PROBLEM TO WORK ON:
Say how many lines in the records include the string "current", adding no other words.

--------------------------------------------------

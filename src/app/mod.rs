// Copyright 2024 Felix Engl
//
// Licensed under the Apache License, Version 2.0 (the "License");
// you may not use this file except in compliance with the License.
// You may obtain a copy of the License at
//
//     http://www.apache.org/licenses/LICENSE-2.0
//
// Unless required by applicable law or agreed to in writing, software
// distributed under the License is distributed on an "AS IS" BASIS,
// WITHOUT WARRANTIES OR CONDITIONS OF ANY KIND, either express or implied.
// See the License for the specific language governing permissions and
// limitations under the License.


mod args;
mod logging;
mod run;

pub use args::{RunInstruction, UniqArgs};
pub use logging::configure_logging;
pub use run::{filter_lines, run, run_to_stdout, LineReceiver, RunStats};

use crate::app::args::{consume_args, ConsumedArgs};
use crate::config::{BackendKind, Configs};
use anyhow::Context;
use camino::Utf8Path;

/// The file written by --generate-example-config
pub const EXAMPLE_CONFIG_FILE: &str = "uri_uniq.json";

/// A config with a disk cached backend and a processed key log.
pub fn create_example_config() -> Configs {
    let mut configs = Configs::default();
    configs.filter.backend = BackendKind::CachedDisk;
    configs.filter.capacity_power_of_two = Some(20);
    configs.filter.processed_key_log = Some("uri_uniq/processed.log".into());
    configs
}

/// Writes the example config to [path] as pretty json.
pub fn write_example_config(path: impl AsRef<Utf8Path>) -> anyhow::Result<()> {
    let path = path.as_ref();
    let content = serde_json::to_string_pretty(&create_example_config())?;
    std::fs::write(path, content).with_context(|| format!("Failed to write {path}!"))
}

pub fn exec_args(args: UniqArgs) -> anyhow::Result<()> {
    match consume_args(args).context("Failed to load the config!")? {
        ConsumedArgs::GenerateExampleConfig => {
            write_example_config(EXAMPLE_CONFIG_FILE)?;
            println!("Wrote {EXAMPLE_CONFIG_FILE}.");
            Ok(())
        }
        ConsumedArgs::RunConfig(instruction) => {
            configure_logging(&instruction.configs)?;
            run_to_stdout(&instruction)?;
            log::info!("Exit application.");
            Ok(())
        }
    }
}
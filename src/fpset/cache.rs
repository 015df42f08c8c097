// Copyright 2024 Felix Engl
//
// Licensed under the Apache License, Version 2.0 (the "License");
// you may not use this file except in compliance with the License.
// You may obtain a copy of the License at
//
//     http://www.apache.org/licenses/LICENSE-2.0
//
// Unless required by applicable law or agreed to in writing, software
// distributed under the License is distributed on an "AS IS" BASIS,
// WITHOUT WARRANTIES OR CONDITIONS OF ANY KIND, either express or implied.
// See the License for the specific language governing permissions and
// limitations under the License.

use crate::fpset::table::{try_filled_vec, validate_table_parameters, ProbingTable};
use crate::fpset::{FingerprintSet, FpSetError};
use ubyte::ByteUnit;

/// The default capacity exponent of a [ClockCache]
pub const DEFAULT_CACHE_CAPACITY_POWER_OF_TWO: u32 = 20;
/// The default load factor of a [ClockCache]
pub const DEFAULT_CACHE_LOAD_FACTOR: f32 = 0.75;

/// Saturation point of the reference counter.
pub const MAX_REFERENCES: u8 = 127;

#[derive(Debug, Copy, Clone, Eq, PartialEq)]
struct CacheSlot {
    fp: u64,
    references: u8,
}

/// A fixed size fingerprint table that evicts with the CLOCK policy.
///
/// Every hit bumps a saturating counter of the slot. When the table is at its
/// load factor, a hand sweeps the slots, evicting the first one with a zero
/// count and decrementing all others on its way.
#[derive(Debug, Clone)]
pub struct ClockCache {
    slots: Vec<Option<CacheSlot>>,
    capacity_power_of_two: u32,
    load_factor: f32,
    entries: u64,
    hand: u64,
    evictions: u64,
}

impl ClockCache {
    pub fn new(capacity_power_of_two: u32, load_factor: f32) -> Result<Self, FpSetError> {
        validate_table_parameters(capacity_power_of_two, load_factor)?;
        let capacity = 1u64 << capacity_power_of_two;
        log::debug!(
            "Allocate {} for a fingerprint cache with 2^{capacity_power_of_two} slots.",
            ByteUnit::Byte(
                capacity.saturating_mul(std::mem::size_of::<Option<CacheSlot>>() as u64)
            )
        );
        Ok(Self {
            slots: try_filled_vec(capacity, None)?,
            capacity_power_of_two,
            load_factor,
            entries: 0,
            hand: 0,
            evictions: 0,
        })
    }

    /// The number of slots.
    pub fn capacity(&self) -> u64 {
        ProbingTable::capacity(self)
    }

    /// How many entries were dropped to make room.
    pub fn evictions(&self) -> u64 {
        self.evictions
    }

    /// The reference counter of [fp], if cached. Does not count as an access.
    pub fn references(&self, fp: u64) -> Option<u8> {
        let mask = self.capacity() - 1;
        let mut index = self.start_index_for(fp);
        loop {
            match self.slots[index as usize] {
                None => return None,
                Some(slot) if slot.fp == fp => return Some(slot.references),
                Some(_) => index = (index + 1) & mask,
            }
        }
    }
}

impl ProbingTable for ClockCache {
    fn capacity_power_of_two(&self) -> u32 {
        self.capacity_power_of_two
    }

    fn load_factor(&self) -> f32 {
        self.load_factor
    }

    fn entries(&self) -> u64 {
        self.entries
    }

    fn set_entries(&mut self, entries: u64) {
        self.entries = entries;
    }

    #[inline]
    fn slot(&self, index: u64) -> Result<Option<u64>, FpSetError> {
        Ok(self.slots[index as usize].map(|slot| slot.fp))
    }

    #[inline]
    fn set_at(&mut self, index: u64, fp: u64) -> Result<(), FpSetError> {
        self.slots[index as usize] = Some(CacheSlot { fp, references: 0 });
        Ok(())
    }

    #[inline]
    fn clear_at(&mut self, index: u64) -> Result<(), FpSetError> {
        self.slots[index as usize] = None;
        Ok(())
    }

    fn note_access(&mut self, index: u64) {
        if let Some(slot) = &mut self.slots[index as usize] {
            if slot.references < MAX_REFERENCES {
                slot.references += 1;
            }
        }
    }

    /// The counter travels with the fingerprint.
    fn relocate(&mut self, _fp: u64, from: u64, to: u64) -> Result<(), FpSetError> {
        self.slots[to as usize] = self.slots[from as usize].take();
        Ok(())
    }

    /// Evicts exactly one entry.
    fn make_space(&mut self) -> Result<(), FpSetError> {
        let mask = self.capacity() - 1;
        loop {
            let current = self.hand;
            self.hand = (current + 1) & mask;
            match &mut self.slots[current as usize] {
                None => {}
                Some(slot) if slot.references > 0 => slot.references -= 1,
                Some(slot) => {
                    log::trace!("Evict {:#018x} from the fingerprint cache.", slot.fp);
                    self.evictions += 1;
                    return self.remove_at(current);
                }
            }
        }
    }
}

impl FingerprintSet for ClockCache {
    fn contains(&mut self, fp: u64) -> Result<bool, FpSetError> {
        self.table_contains(fp)
    }

    fn add(&mut self, fp: u64) -> Result<bool, FpSetError> {
        self.table_add(fp)
    }

    fn remove(&mut self, fp: u64) -> Result<bool, FpSetError> {
        self.table_remove(fp)
    }

    fn count(&self) -> u64 {
        self.entries
    }

    /// Does not count as an access.
    fn quick_contains(&mut self, fp: u64) -> bool {
        self.references(fp).is_some()
    }
}

#[cfg(test)]
mod test {
    use super::*;

    fn fp(start: u64, low: u64) -> u64 {
        (start << 60) | low
    }

    #[test]
    fn never_exceeds_its_load() {
        let mut cache = ClockCache::new(4, 0.5).unwrap();
        for value in 1..=100u64 {
            cache.add(value << 56).unwrap();
            assert!(cache.count() <= 8);
        }
        assert_eq!(cache.count(), 8);
        assert_eq!(cache.evictions(), 92);
    }

    #[test]
    fn counters_saturate() {
        let mut cache = ClockCache::new(4, 0.5).unwrap();
        cache.add(fp(1, 1)).unwrap();
        assert_eq!(cache.references(fp(1, 1)), Some(1));
        for _ in 0..500 {
            assert!(cache.contains(fp(1, 1)).unwrap());
        }
        assert_eq!(cache.references(fp(1, 1)), Some(MAX_REFERENCES));
        assert_eq!(cache.references(fp(1, 2)), None);
    }

    #[test]
    fn quick_contains_leaves_the_counters_alone() {
        let mut cache = ClockCache::new(4, 0.5).unwrap();
        cache.add(fp(3, 1)).unwrap();
        for _ in 0..10 {
            assert!(cache.quick_contains(fp(3, 1)));
        }
        assert!(!cache.quick_contains(fp(3, 2)));
        assert_eq!(cache.references(fp(3, 1)), Some(1));
    }

    #[test]
    fn oversized_caches_fail_without_aborting() {
        assert!(matches!(
            ClockCache::new(crate::fpset::MAX_CAPACITY_POWER_OF_TWO, 0.5),
            Err(FpSetError::AllocationFailed { .. })
        ));
    }

    #[test]
    fn referenced_entries_survive_a_sweep() {
        // 16 slots at 0.25 hold four entries
        let mut cache = ClockCache::new(4, 0.25).unwrap();
        let hot = fp(0, 1);
        let cold = [fp(1, 1), fp(2, 1), fp(3, 1)];
        cache.add(hot).unwrap();
        for value in cold {
            cache.add(value).unwrap();
        }
        for _ in 0..10 {
            cache.contains(hot).unwrap();
        }
        // every insert starts with one reference, hot has eleven
        cache.add(fp(4, 1)).unwrap();
        cache.add(fp(5, 1)).unwrap();
        assert_eq!(cache.evictions(), 2);
        assert!(cache.contains(hot).unwrap());
        assert_eq!(cache.count(), 4);
    }

    #[test]
    fn eviction_keeps_collision_runs_reachable() {
        let mut cache = ClockCache::new(3, 0.5).unwrap();
        let run = [fp(2, 1), fp(2, 2), fp(2, 3), fp(2, 4)];
        for value in run {
            cache.add(value).unwrap();
        }
        cache.add(fp(7, 9)).unwrap();
        assert_eq!(cache.evictions(), 1);
        let cached: Vec<u64> = run
            .iter()
            .copied()
            .chain([fp(7, 9)])
            .filter(|&value| cache.references(value).is_some())
            .collect();
        assert_eq!(cached.len(), 4);
        for value in cached {
            assert!(cache.contains(value).unwrap());
        }
    }
}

--------------------------------------------------

FINAL ANSWER:
4